Re: creaping coupling......

From: Robert C. Martin (unclebob_at_objectmentor.com)
Date: 02/27/05


Date: Sun, 27 Feb 2005 08:40:52 -0600

On Fri, 25 Feb 2005 16:41:14 -0000, "Mark Nicholls"
<nicholls.mark@mtvne.com> wrote:

>
>"Robert C. Martin" <unclebob@objectmentor.com> wrote in message
>news:g52t1158vejh1dk89uep1t9cotjk13jqhh@4ax.com...
>> On Thu, 24 Feb 2005 21:22:01 GMT, "H. S. Lahman"
>> <h.lahman@verizon.net> wrote:
>>
>> >It's not you. The basic problem you describe can be summarized as:
>> >physical coupling. The OOPLs do a great job on minimizing logical
>> >coupling between program units but they do a terrible job on physical
>> >coupling.
>>
>> No. A statically typed OOPL does a better job at minimizing physical
>> couplings than a statically typed non-OOPL. A dynamically typed OOPL
>> (like smalltalk, phython, or Ruby) does a *tremendous* job of
>> minimizing physical couplings. It reduces them to near zero.
>>
>> Even in statically typed OOPLS the problem is not that bad. With a
>> good knowledge of OO design principles and design patterns, a designer
>> can reduce physical coupling in C++, Java, and C# to very low levels.
>> Indeed, *THAT* is the reason that OO language, and OO design
>> principles and patterns, are beneficial to the software industry.
>>
>
>You need to demonstrate how to solve the following trivial problem, before I
>will believe that claim.

In C++ it would be trivial to break that source code dependency, as
follows
>
------IWriteable.h-------
>class IElement;
>class IWriteable
>{
> public: virtual void Write(IElement* element) = 0;
>}

-----CPipe.h-------
#include IWriteable.h
>class CPipe : public IWriteable
>{
>...
>}

-----CPipeWriter.h-------
#include IWriteable.h
>class CPipeWriter
>{
> public: void CPipeWriter(IWriteable* writeable)
> {
> ...
> }
>
> void WriteABC();
> ...
>}

----CPipeWriter.cpp----
#include CPipeWriter.h
#include CElement.h
> void CPipeWriter::WriteABC()
> {
> writeable.write(new Element("ABC"));
> }
>
-----main.cpp-----
#include IWriteable.h
#include CPipe.h
#include CPipeWriter.h
>
>IWriteable* pipe = new CPipe();
>CPipeWriter* writer = new CPipeWriter(pipe);
>writer->WriteABC();

In this case main.cpp does not #include IElement.h.
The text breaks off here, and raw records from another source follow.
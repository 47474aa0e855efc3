pub mod health;
pub mod identity;
pub mod room;
pub mod sse;
pub mod validation;
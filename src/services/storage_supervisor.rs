use std::{future::Future, sync::Arc, time::Duration};

use tokio::time::sleep;
use tracing::{info, warn};

use crate::{
    dao::{record_store::RecordStore, storage::StorageError},
    state::SharedState,
};

const INITIAL_DELAY: Duration = Duration::from_millis(1_000);
const MAX_DELAY: Duration = Duration::from_secs(10);
const HEALTH_POLL_INTERVAL: Duration = Duration::from_secs(5);
const MAX_RECONNECT_ATTEMPTS: u32 = 3;

/// Install a record store as soon as one can be reached, then watch its health.
///
/// Until the first connection succeeds the shared state stays degraded and rooms cannot be
/// opened; the frontend shows its loading state meanwhile. Rooms already open keep their
/// projection while the store is down.
pub async fn run<F, Fut>(state: SharedState, mut connect: F)
where
    F: FnMut() -> Fut + Send + 'static,
    Fut: Future<Output = Result<Arc<dyn RecordStore>, StorageError>> + Send,
{
    let mut delay = INITIAL_DELAY;

    loop {
        match connect().await {
            Ok(store) => {
                state.set_record_store(store.clone()).await;
                info!("record store connected; leaving degraded mode");
                delay = INITIAL_DELAY;

                watch_health(&state, store.as_ref()).await;
                warn!("record store lost; connecting again");
            }
            Err(err) => {
                warn!(error = %err, retry_in = ?delay, "record store connection attempt failed");
            }
        }

        sleep(delay).await;
        delay = (delay * 2).min(MAX_DELAY);
    }
}

/// Poll the store until it fails and cannot be revived in place.
async fn watch_health(state: &SharedState, store: &dyn RecordStore) {
    loop {
        match store.health_check().await {
            Ok(()) => {
                if state.is_degraded().await {
                    info!("record store healthy again; leaving degraded mode");
                    state.update_degraded(false).await;
                }
            }
            Err(err) => {
                warn!(error = %err, "record store health check failed");
                if !revive(state, store).await {
                    warn!("exhausted record store reconnect attempts; staying in degraded mode");
                    return;
                }
                state.update_degraded(false).await;
            }
        }
        sleep(HEALTH_POLL_INTERVAL).await;
    }
}

async fn revive(state: &SharedState, store: &dyn RecordStore) -> bool {
    let mut delay = INITIAL_DELAY;
    for attempt in 0..MAX_RECONNECT_ATTEMPTS {
        match store.try_reconnect().await {
            Ok(()) => {
                info!(attempt, "record store reconnected after health check failure");
                return true;
            }
            Err(err) => {
                if attempt == 0 {
                    warn!(attempt, error = %err, "record store reconnect failed; entering degraded mode");
                    state.update_degraded(true).await;
                } else {
                    warn!(attempt, error = %err, "record store reconnect attempt failed");
                }
                sleep(delay).await;
                delay = (delay * 2).min(MAX_DELAY);
            }
        }
    }
    false
}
In fact the only
source file to #include IElement.h is CPipeWriter.cpp. This breaks
the source code dependency that you were worried about. That's one of
the benefits of the .h/.cpp file division in C++.
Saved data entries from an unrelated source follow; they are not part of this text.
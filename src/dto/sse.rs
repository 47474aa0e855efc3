use serde::Serialize;

/// Name of the SSE event carrying a full room snapshot.
pub const ROOM_SNAPSHOT_EVENT: &str = "room.snapshot";

#[derive(Clone, Debug)]
/// Dispatched payload carried across SSE channels.
pub struct ServerEvent {
    pub event: Option<String>,
    pub data: String,
}

impl ServerEvent {
    /// Convenience wrapper that serialises `payload` into the SSE data field.
    pub fn json<E, T>(event: E, payload: &T) -> serde_json::Result<Self>
    where
        E: Into<Option<String>>,
        T: Serialize,
    {
        Ok(Self {
            event: event.into(),
            data: serde_json::to_string(payload)?,
        })
    }
}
In Java and C# you can't do this. The reason is that neither compiler
depends solely on source code. When you compile a .java module, it
tries to find declarations from the .class files that it depends upon.
This means that there is a mixed source and binary dependency. So in
your example above there is no way to keep the source code of
IWriteable from depending on the binary code of IElement.

To be fair, the C++ system also depends on the binary of IElement
since it won't run without it. But in C++ that dependency is not
asserted at compile time. It's only asserted at link time (or runtime
in the case of dlls.). In Java and C# it's asserted at compile time.

The advantage of the C# and Java system is *much* faster compile
times. In C++, compile times cannot get better than O(nlogn) and even
a little carelessness will make them O(n^2). In java and c# compile
times are much closer to O(n) simply because there is no #include tree
to load for each module. So the small extra coupling is probably
worth the benefit.

If you *really* want to get rid of that coupling of IElement to the
main program, you can do it by using reflection. But I doubt it would
be worth it in most cases.

-----
Robert C. Martin (Uncle Bob) | email: unclebob@objectmentor.com
Object Mentor Inc. | blog: www.butunclebob.com
The Agile Transition Experts | web: www.objectmentor.com
800-338-6716

"The aim of science is not to open the door to infinite wisdom,
 but to set a limit to infinite error."